It wasn’t the machine doing it. And we’d see the keyword stakers and we’d see very low returns on it. And we’d be like, well, that’s fine. That’s probably like an upper funnel, currently consumer journey keyword.
Andreas Reiffen: Whoever is curious what the impact of What we would call data activation is in fact should do one experiment.
I really recommend doing this. You let T ROAS run and in one instance you provide first click data and the second instance you provide last click data. What you will see, and then you analyze the retargeting share of the first click setting and the last click setting, what you will see is that you will have a tiny little retargeting share if you do first click, because credits are all allocated towards the first click and the engine learns This retargeting stuff just doesn’t move the needle because there’s no credits coming in, so it pulls back and vice versa.
So it’s very clear you use the same bidding engine, the same tech stack, everything is the same, but you just flip the data input. And I mean, if you test for incrementality, what is very clear, the difficulty in general we have today is that the more inclined users already are to buy, the better the results will of course look like, but the lower the incremental impact will ultimately be.
So, nobody will can today answer the question whether you should buy or not. Actually build up on your retargeting stuff or whether you should rather bit down because you have two effects into into different directions, right Last click kpis if you do lower funnel retargeting but low incrementality, if you don’t, nobody really knows what the true the right strategy would be.
Frederick Vallaeys: Yeah, and incrementality is this huge topic and I know you talked about it quite a bit last year at SMX Advanced. And the problem I think is with automated campaigns like smart shopping campaigns, which are fully automated. A lot of customers use them. A lot of customers say the results look great, but the key word here is they look great.

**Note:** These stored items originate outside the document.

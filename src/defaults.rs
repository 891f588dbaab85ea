//! Default configuration constants for signstream.
//!
//! This module provides shared constants used across different configuration
//! types to ensure consistency and eliminate duplication.

/// Number of tracked keypoints per hand.
///
/// 21 keypoints per hand is the layout produced by the landmark-detection
/// model (wrist, 4 joints per finger). Both classifier weight sets were
/// trained against this layout.
pub const HAND_KEYPOINTS: usize = 21;

/// Coordinates per keypoint (x, y, z).
pub const COORDS_PER_KEYPOINT: usize = 3;

/// Length of one per-frame landmark feature vector.
///
/// Two hands × 21 keypoints × 3 coordinates = 126. Slots `[0, 63)` hold the
/// left hand, `[63, 126)` the right hand; an undetected hand's half is
/// all-zero. This length is part of the classifier's input contract and is
/// constant for the process lifetime.
pub const LANDMARK_DIM: usize = 2 * HAND_KEYPOINTS * COORDS_PER_KEYPOINT;

/// Window size (in frames) for word and sentence analysis.
pub const WORD_WINDOW_FRAMES: usize = 150;

/// Window size (in frames) for character analysis.
///
/// Single characters are much shorter gestures than words, so half the
/// word-mode window keeps character-mode latency reasonable.
pub const CHAR_WINDOW_FRAMES: usize = 75;

/// Interval between per-session heartbeat events in milliseconds.
pub const HEARTBEAT_INTERVAL_MS: u64 = 2000;

/// Delay before a heartbeat task retries after a failed tick.
///
/// Longer than the normal interval so a persistently failing session does
/// not spin. The task never dies on a tick failure; a dead notifier would be
/// indistinguishable from a dead session.
pub const HEARTBEAT_ERROR_BACKOFF_MS: u64 = 5000;

/// Upper bound on a single classification call in milliseconds.
///
/// No SLA is defined for inference, but an unbounded call would wedge the
/// session it belongs to. A timed-out window is dropped and reported to that
/// session as a processing error.
pub const INFERENCE_TIMEOUT_MS: u64 = 10_000;

/// Frame rate assumed when estimating a clip's duration from its frame count.
pub const ASSUMED_CLIP_FPS: f64 = 60.0;

/// Accepted container extensions for uploaded clips.
pub const ACCEPTED_CLIP_EXTENSIONS: [&str; 3] = ["mp4", "webm", "mov"];

/// Square edge length the hand-landmark network expects as input.
pub const DETECTOR_INPUT_SIZE: usize = 256;

/// Minimum presence score for a hand slot to count as detected.
pub const HAND_PRESENCE_THRESHOLD: f32 = 0.5;

/// Hidden size of each LSTM direction in the sequence classifier.
pub const LSTM_HIDDEN: usize = 128;

/// Number of stacked bidirectional LSTM layers in the sequence classifier.
pub const LSTM_LAYERS: usize = 2;

/// Default gateway bind host.
pub const DEFAULT_HOST: &str = "0.0.0.0";

/// Default gateway port.
pub const DEFAULT_PORT: u16 = 8000;

/// Report the compute backend compiled into this build.
///
/// Only one GPU backend can be active at a time; without one, inference runs
/// on the CPU.
pub fn compute_backend() -> &'static str {
    if cfg!(feature = "cuda") { "CUDA" } else { "CPU" }
}
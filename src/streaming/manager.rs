//! Session manager for the live streaming pipeline.
//!
//! One manager owns every connected client's state. The session map lock is
//! only held for bookkeeping; frame decoding and classification run on the
//! blocking pool with the lock released, so a slow model never stalls other
//! sessions' frames.

use crate::classify::Classifier;
use crate::config::StreamConfig;
use crate::error::{Result, SignstreamError};
use crate::landmark::LandmarkExtractor;
use crate::session::{
    ActiveSession, ClientInfo, Mode, Session, SessionBuffer, SessionId, next_session_id,
};
use crate::streaming::events::{OutboundEvent, rfc3339, unix_timestamp};
use crate::streaming::heartbeat::spawn_heartbeat;

use std::collections::HashMap;
use std::sync::Arc;
use std::sync::atomic::{AtomicU64, Ordering};
use std::time::{Duration, Instant, SystemTime};
use tokio::sync::{Mutex, Notify, mpsc};
use tokio::task::JoinHandle;
use tracing::{debug, info, warn};

/// Outbound events buffered per connection before backpressure kicks in.
const EVENT_CHANNEL_CAPACITY: usize = 64;

struct SessionEntry {
    session: Session,
    buffer: SessionBuffer,
    sender: mpsc::Sender<OutboundEvent>,
    heartbeat_stop: Arc<Notify>,
    heartbeat: Option<JoinHandle<()>>,
}

/// Owns all live connections and drives frames through extraction and
/// classification.
pub struct StreamingSessionManager {
    extractor: LandmarkExtractor,
    classifier: Arc<dyn Classifier>,
    stream: StreamConfig,
    sessions: Mutex<HashMap<SessionId, SessionEntry>>,
    next_id: AtomicU64,
}

impl StreamingSessionManager {
    pub fn new(
        extractor: LandmarkExtractor,
        classifier: Arc<dyn Classifier>,
        stream: StreamConfig,
    ) -> Self {
        Self {
            extractor,
            classifier,
            stream,
            sessions: Mutex::new(HashMap::new()),
            next_id: AtomicU64::new(1),
        }
    }

    /// Register a new connection.
    ///
    /// Returns the connection id and the receiving end of its event stream;
    /// a connection acknowledgment is already queued on it.
    pub async fn connect(
        &self,
        client_info: ClientInfo,
    ) -> (SessionId, mpsc::Receiver<OutboundEvent>) {
        let id = SessionId(self.next_id.fetch_add(1, Ordering::Relaxed));
        let (tx, rx) = mpsc::channel(EVENT_CHANNEL_CAPACITY);

        let mode = Mode::default();
        let stop = Arc::new(Notify::new());
        let heartbeat = spawn_heartbeat(
            id,
            Duration::from_millis(self.stream.heartbeat_interval_ms),
            Duration::from_millis(self.stream.heartbeat_error_backoff_ms),
            tx.clone(),
            stop.clone(),
        );

        let greeting = OutboundEvent::ConnectionSuccess {
            message: "connected to signstream".to_string(),
            timestamp: unix_timestamp(),
        };
        if tx.send(greeting).await.is_err() {
            debug!("{id} dropped its receiver before the greeting");
        }

        let entry = SessionEntry {
            session: Session::new(client_info),
            buffer: SessionBuffer::new(mode.window_size(&self.stream)),
            sender: tx,
            heartbeat_stop: stop,
            heartbeat: Some(heartbeat),
        };
        let origin = entry.session.client_info.origin.clone();
        self.sessions.lock().await.insert(id, entry);
        match origin {
            Some(origin) => info!("{id} connected from {origin}"),
            None => info!("{id} connected"),
        }
        (id, rx)
    }

    /// Tear down a connection: stop its heartbeat, then drop its state.
    ///
    /// Idempotent; disconnecting an unknown id is a no-op.
    pub async fn disconnect(&self, id: SessionId) {
        let (stop, handle) = {
            let mut sessions = self.sessions.lock().await;
            let Some(entry) = sessions.get_mut(&id) else {
                return;
            };
            (entry.heartbeat_stop.clone(), entry.heartbeat.take())
        };

        stop.notify_one();
        if let Some(handle) = handle
            && handle.await.is_err()
        {
            warn!("heartbeat task for {id} panicked");
        }

        let mut sessions = self.sessions.lock().await;
        if let Some(entry) = sessions.remove(&id) {
            info!(
                "{id} disconnected after {} frames",
                entry.session.frames_processed
            );
        }
    }

    /// Switch a session's analysis mode.
    pub async fn set_mode(&self, id: SessionId, raw_mode: &str) -> Result<Mode> {
        let mode = Mode::normalize(raw_mode);
        {
            let mut sessions = self.sessions.lock().await;
            let entry = sessions.get_mut(&id).ok_or_else(|| not_found(id))?;
            if mode != entry.session.mode {
                entry.session.mode = mode;
                entry.buffer.retarget(mode.window_size(&self.stream));
            }
        }
        self.emit_if_live(
            id,
            OutboundEvent::ModeUpdated {
                mode: mode.as_str().to_string(),
            },
        )
        .await;
        Ok(mode)
    }

    /// Begin a recording session within a connection.
    ///
    /// Resets the frame counter; starting while a session is active replaces
    /// it.
    pub async fn start_session(&self, id: SessionId) -> Result<String> {
        let session_id = next_session_id();
        {
            let mut sessions = self.sessions.lock().await;
            let entry = sessions.get_mut(&id).ok_or_else(|| not_found(id))?;
            entry.session.frames_processed = 0;
            entry.session.active = Some(ActiveSession {
                session_id: session_id.clone(),
                started_at: Instant::now(),
            });
        }
        self.emit_if_live(
            id,
            OutboundEvent::SessionStarted {
                session_id: session_id.clone(),
                started_at: rfc3339(SystemTime::now()),
            },
        )
        .await;
        Ok(session_id)
    }

    /// End the active recording session and report its summary.
    ///
    /// A no-op when no recording session is active.
    pub async fn end_session(&self, id: SessionId) -> Result<()> {
        let summary = {
            let mut sessions = self.sessions.lock().await;
            let entry = sessions.get_mut(&id).ok_or_else(|| not_found(id))?;
            entry.session.active.take().map(|active| {
                OutboundEvent::SessionEnded {
                    session_id: active.session_id,
                    frames_processed: entry.session.frames_processed,
                    duration: active.started_at.elapsed().as_secs_f64(),
                    mode: entry.session.mode.as_str().to_string(),
                }
            })
        };

        let Some(event) = summary else {
            debug!("{id} ended a session with none active");
            return Ok(());
        };
        self.emit_if_live(id, event).await;
        Ok(())
    }

    /// Process one streamed frame.
    ///
    /// Extraction and classification both run off the session lock. Results
    /// are delivered only if the session still exists when they are ready;
    /// a disconnect races cleanly with in-flight work.
    pub async fn on_frame(
        &self,
        id: SessionId,
        encoded_frame: String,
        mode_override: Option<&str>,
    ) -> Result<()> {
        {
            let mut sessions = self.sessions.lock().await;
            let entry = sessions.get_mut(&id).ok_or_else(|| not_found(id))?;
            // Every received frame counts, including ones that later fail
            // to decode.
            entry.session.frames_processed += 1;
            if let Some(raw) = mode_override {
                let mode = Mode::normalize(raw);
                if mode != entry.session.mode {
                    entry.session.mode = mode;
                    entry.buffer.retarget(mode.window_size(&self.stream));
                }
            }
        }

        let extractor = self.extractor.clone();
        let extracted =
            tokio::task::spawn_blocking(move || extractor.extract_encoded(&encoded_frame))
                .await
                .map_err(|e| SignstreamError::TransientProcessing {
                    message: format!("frame task failed: {e}"),
                })?;

        let vector = match extracted {
            Ok(vector) => vector,
            Err(e) => {
                debug!("{id} sent an undecodable frame: {e}");
                self.emit_if_live(
                    id,
                    OutboundEvent::Error {
                        message: e.to_string(),
                    },
                )
                .await;
                return Ok(());
            }
        };

        let (window, mode) = {
            let mut sessions = self.sessions.lock().await;
            let Some(entry) = sessions.get_mut(&id) else {
                // Disconnected while the frame was being processed.
                return Ok(());
            };
            (entry.buffer.append(vector), entry.session.mode)
        };

        let Some(window) = window else {
            return Ok(());
        };

        let classifier = self.classifier.clone();
        let inference = tokio::time::timeout(
            Duration::from_millis(self.stream.inference_timeout_ms),
            tokio::task::spawn_blocking(move || classifier.predict(&window, mode)),
        )
        .await;

        let event = match inference {
            Err(_) => {
                warn!("{id} classification timed out, dropping window");
                OutboundEvent::Error {
                    message: "processing timed out, window dropped".to_string(),
                }
            }
            Ok(Err(join_err)) => {
                warn!("{id} classification task failed: {join_err}");
                OutboundEvent::Error {
                    message: "internal processing error".to_string(),
                }
            }
            Ok(Ok(Err(e))) => {
                warn!("{id} classification failed: {e}");
                OutboundEvent::Error {
                    message: e.to_string(),
                }
            }
            Ok(Ok(Ok(prediction))) => OutboundEvent::TranslationResult {
                text: prediction.label,
                confidence: prediction.confidence,
                timestamp: unix_timestamp(),
            },
        };
        self.emit_if_live(id, event).await;
        Ok(())
    }

    /// Number of currently connected clients.
    pub async fn session_count(&self) -> usize {
        self.sessions.lock().await.len()
    }

    /// Deliver an event to a session if it still exists, silently dropping
    /// it otherwise.
    async fn emit_if_live(&self, id: SessionId, event: OutboundEvent) {
        let sender = {
            let sessions = self.sessions.lock().await;
            sessions.get(&id).map(|entry| entry.sender.clone())
        };
        if let Some(sender) = sender
            && sender.send(event).await.is_err()
        {
            debug!("{id} receiver gone, event dropped");
        }
    }
}

fn not_found(id: SessionId) -> SignstreamError {
    SignstreamError::SessionNotFound {
        session_id: id.to_string(),
    }
}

But they can’t look inside. Like how much of this is being driven by retargeting versus you know, actually new customers. And that’s the problem. Say again, Frederick.

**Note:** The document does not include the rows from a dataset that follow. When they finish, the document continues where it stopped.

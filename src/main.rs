use anyhow::{Context, Result};
use clap::Parser;
use signstream::batch::BatchTranslationService;
use signstream::classify::BiLstmClassifier;
use signstream::config::Config;
use signstream::gateway::Gateway;
use signstream::landmark::{HandNet, LandmarkExtractor};
use signstream::streaming::StreamingSessionManager;
use signstream::video::FfmpegClipDecoder;

use candle_core::Device;
use std::path::PathBuf;
use std::sync::Arc;
use tokio::signal::unix::{SignalKind, signal};
use tracing::info;
use tracing_subscriber::EnvFilter;

#[derive(Debug, Parser)]
#[command(name = "signstream", version = signstream::version_string())]
#[command(about = "Real-time sign language recognition service")]
struct Cli {
    /// Path to the configuration file
    #[arg(short, long)]
    config: Option<PathBuf>,

    /// Bind host, overriding the configuration
    #[arg(long)]
    host: Option<String>,

    /// Bind port, overriding the configuration
    #[arg(long)]
    port: Option<u16>,

    /// Increase log verbosity (-v: debug, -vv: trace)
    #[arg(short, long, action = clap::ArgAction::Count)]
    verbose: u8,
}

#[tokio::main]
async fn main() -> Result<()> {
    let cli = Cli::parse();
    init_tracing(cli.verbose);

    let mut config = load_config(cli.config.as_deref())?;
    if let Some(host) = cli.host {
        config.server.host = host;
    }
    if let Some(port) = cli.port {
        config.server.port = port;
    }

    info!(
        "signstream {} starting ({} backend)",
        signstream::version_string(),
        signstream::defaults::compute_backend()
    );

    let device = inference_device()?;
    let detector = HandNet::load(&config.model.hand_weights, &device)
        .context("loading hand landmark model")?;
    info!("hand detector: {}", detector.model_name());
    let classifier = Arc::new(
        BiLstmClassifier::load(&config.model, &config.stream, &device)
            .context("loading sequence classifiers")?,
    );

    let extractor = LandmarkExtractor::new(Arc::new(detector));
    let streaming = Arc::new(StreamingSessionManager::new(
        extractor.clone(),
        classifier.clone(),
        config.stream.clone(),
    ));
    let batch = Arc::new(BatchTranslationService::new(
        extractor,
        classifier,
        Arc::new(FfmpegClipDecoder::new()),
        config.stream.clone(),
    ));

    let gateway = Arc::new(Gateway::new(streaming, batch));

    let mut sigterm = signal(SignalKind::terminate()).context("installing SIGTERM handler")?;
    let shutdown_gateway = gateway.clone();
    tokio::spawn(async move {
        tokio::select! {
            _ = tokio::signal::ctrl_c() => info!("received ctrl-c"),
            _ = sigterm.recv() => info!("received SIGTERM"),
        }
        shutdown_gateway.shutdown();
    });

    gateway
        .run(&config.server.host, config.server.port)
        .await
        .context("gateway failed")?;
    info!("signstream stopped");
    Ok(())
}

fn init_tracing(verbose: u8) {
    let default_level = match verbose {
        0 => "info",
        1 => "debug",
        _ => "trace",
    };
    let filter = EnvFilter::try_from_default_env()
        .unwrap_or_else(|_| EnvFilter::new(format!("signstream={default_level}")));
    tracing_subscriber::fmt().with_env_filter(filter).init();
}

/// Load configuration from file or use defaults.
///
/// Priority order:
/// 1. Custom config path from CLI (--config)
/// 2. Default config path (~/.config/signstream/config.toml)
/// 3. Built-in defaults with environment variable overrides
fn load_config(custom_path: Option<&std::path::Path>) -> Result<Config> {
    let config = if let Some(path) = custom_path {
        Config::load(path)?
    } else {
        let default_path = Config::default_path();
        Config::load_or_default(&default_path)?
    };
    Ok(config.with_env_overrides())
}

fn inference_device() -> Result<Device> {
    #[cfg(feature = "cuda")]
    {
        Device::new_cuda(0).context("initializing CUDA device")
    }
    #[cfg(not(feature = "cuda"))]
    {
        Ok(Device::Cpu)
    }
}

Frederik Boysen: Yeah. Branded searches.
Frederick Vallaeys: Often that those credit for that. Yeah, exactly. So, so how do you, I mean, how do you go to a customer and make them understand that, yeah, the numbers may look great, but you got to look deeper.
I did you explain that a lot or do you like what’s the education portion here? Because it’s so easy to gloss over the numbers and just kind of like, take what Google is saying. Because what both of you are saying, these are complicated projects, right? But these are the right approach to doing things, but it’s not the easy way.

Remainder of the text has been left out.